The general decline of heavy industry in the urban Northeast after 1960 impoverished the region, which has tried to encourage tourism, leisure and summer-home development to replace good jobs lost in industry and shipping. Leisure had long contributed a share to the regional economy especially at Mackinac Island in Michigan, Door County in Wisconsin and the area around Niagara Falls. Since 1960, fishing, boating, cruising and sightseeing have grown in proportionate importance as industry has declined. Sportfishing mushroomed in Lake Michigan after the introduction of Coho salmon to the lake in the early 1960s. Old industrial waterfronts in Chicago, Detroit, Cleveland and elsewhere were reclaimed in the 1970s for leisure use. Since the 1980s, shipwreckhunting cruises, restored historic lighthouse facilities and collections of Great Lakes shipping history and lore have fed new tourist interest in the more romantic aspects of the region’s industrial past.

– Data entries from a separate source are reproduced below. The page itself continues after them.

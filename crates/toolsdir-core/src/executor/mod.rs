//! Runs a generated script so that its effects land in the caller's scope.

mod batch;
mod posix;
mod powershell;
mod sourcing;

pub use batch::BatchBackend;
pub use posix::PosixBackend;
pub use powershell::PowerShellBackend;
pub use sourcing::{ShellBackend, SourcingExecutor};

use std::path::Path;

use toolsdir_shell::Dialect;

use crate::error::ActivationError;
use crate::namer::{TempScriptHandle, TempScriptNamer};
use crate::scope::EnvironmentScope;

/// Executes a script of one dialect against an [`EnvironmentScope`].
///
/// Changes the script makes before failing are kept; there is no rollback.
pub trait ScopeExecutor: Send + Sync {
    fn dialect(&self) -> Dialect;

    /// Run `script` and fold its environment changes into `scope`.
    ///
    /// Returns the script's exit code.
    fn execute_in_caller_scope(
        &self,
        script: &Path,
        scope: &mut EnvironmentScope,
    ) -> impl Future<Output = Result<i32, ActivationError>> + Send;
}

/// Execute the temp script if the generator created it; an absent file is
/// success with nothing to do.
///
/// # Errors
///
/// Propagates the executor's error.
pub async fn execute_if_present<E: ScopeExecutor>(
    executor: &E,
    handle: &TempScriptHandle,
    scope: &mut EnvironmentScope,
) -> Result<i32, ActivationError> {
    if !handle.exists() {
        tracing::info!(path = %handle.path().display(), "no activation script generated");
        return Ok(0);
    }
    executor.execute_in_caller_scope(handle.path(), scope).await
}

/// Enum dispatch for runtime dialect selection.
#[derive(Debug)]
pub enum AnyExecutor {
    Batch(SourcingExecutor<BatchBackend>),
    Posix(SourcingExecutor<PosixBackend>),
    PowerShell(SourcingExecutor<PowerShellBackend>),
}

macro_rules! dispatch_executor {
    ($self:expr, $method:ident $(, $arg:expr)*) => {
        match $self {
            AnyExecutor::Batch(e) => e.$method($($arg),*).await,
            AnyExecutor::Posix(e) => e.$method($($arg),*).await,
            AnyExecutor::PowerShell(e) => e.$method($($arg),*).await,
        }
    };
}

impl AnyExecutor {
    /// `snapshot_command` is the program and leading arguments that dump the
    /// environment as JSON; `--output <path>` is appended.
    #[must_use]
    pub fn for_dialect(
        dialect: Dialect,
        interpreter: impl Into<String>,
        snapshot_command: Vec<String>,
        namer: TempScriptNamer,
    ) -> Self {
        match dialect {
            Dialect::Batch => Self::Batch(SourcingExecutor::new(
                BatchBackend,
                interpreter,
                snapshot_command,
                namer,
            )),
            Dialect::PosixShell => Self::Posix(SourcingExecutor::new(
                PosixBackend,
                interpreter,
                snapshot_command,
                namer,
            )),
            Dialect::PowerShell => Self::PowerShell(SourcingExecutor::new(
                PowerShellBackend,
                interpreter,
                snapshot_command,
                namer,
            )),
        }
    }
}

impl ScopeExecutor for AnyExecutor {
    fn dialect(&self) -> Dialect {
        match self {
            Self::Batch(e) => e.dialect(),
            Self::Posix(e) => e.dialect(),
            Self::PowerShell(e) => e.dialect(),
        }
    }

    async fn execute_in_caller_scope(
        &self,
        script: &Path,
        scope: &mut EnvironmentScope,
    ) -> Result<i32, ActivationError> {
        dispatch_executor!(self, execute_in_caller_scope, script, scope)
    }
}

#[cfg(test)]
mod tests {
    use super::*;

    #[test]
    fn for_dialect_picks_backend() {
        for dialect in Dialect::ALL {
            let executor =
                AnyExecutor::for_dialect(dialect, "sh", vec!["snap".into()], TempScriptNamer::new("T"));
            assert_eq!(executor.dialect(), dialect);
        }
    }

    #[tokio::test]
    async fn absent_script_is_success_without_spawning() {
        let dir = tempfile::tempdir().unwrap();
        let handle = TempScriptNamer::new("T").allocate(dir.path(), Dialect::PosixShell);
        let executor = AnyExecutor::for_dialect(
            Dialect::PosixShell,
            "/nonexistent/interpreter",
            vec!["snap".into()],
            TempScriptNamer::new("T"),
        );
        let mut scope = EnvironmentScope::default();
        let code = execute_if_present(&executor, &handle, &mut scope).await.unwrap();
        assert_eq!(code, 0);
        assert!(scope.is_empty());
    }

    #[tokio::test]
    async fn present_script_with_missing_interpreter_is_spawn_error() {
        let dir = tempfile::tempdir().unwrap();
        let handle = TempScriptNamer::new("T").allocate(dir.path(), Dialect::PosixShell);
        std::fs::write(handle.path(), "true\n").unwrap();
        let executor = AnyExecutor::for_dialect(
            Dialect::PosixShell,
            "/nonexistent/interpreter",
            vec!["snap".into()],
            TempScriptNamer::new("T"),
        );
        let mut scope = EnvironmentScope::capture();
        let err = execute_if_present(&executor, &handle, &mut scope)
            .await
            .unwrap_err();
        assert!(matches!(err, ActivationError::ExecutorSpawn { .. }));
        // helper files are cleaned up even on failure
        let leftovers: Vec<_> = std::fs::read_dir(dir.path())
            .unwrap()
            .map(|e| e.unwrap().path())
            .filter(|p| p != handle.path())
            .collect();
        assert!(leftovers.is_empty(), "{leftovers:?}");
    }
}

The continuing importance of the Great Lakes’ water both for consumption and leisure has generated numerous interstate and international cooperative efforts to control water quality detoxify sediments, clean beaches and rebuild the damaged ecology of the whole region. Modern environmentalism has even given surviving Native American tribes new voices in regional deliberations, almost 180 years after they were defeated in the international scramble for control of the Great Lakes. Though its troubles are compounded by unexpected economic decline, the Great Lakes area really continues to struggle with the same age-old problem of balancing the claims of competing jurisdictions and contradictory uses for the region’s great natural assets.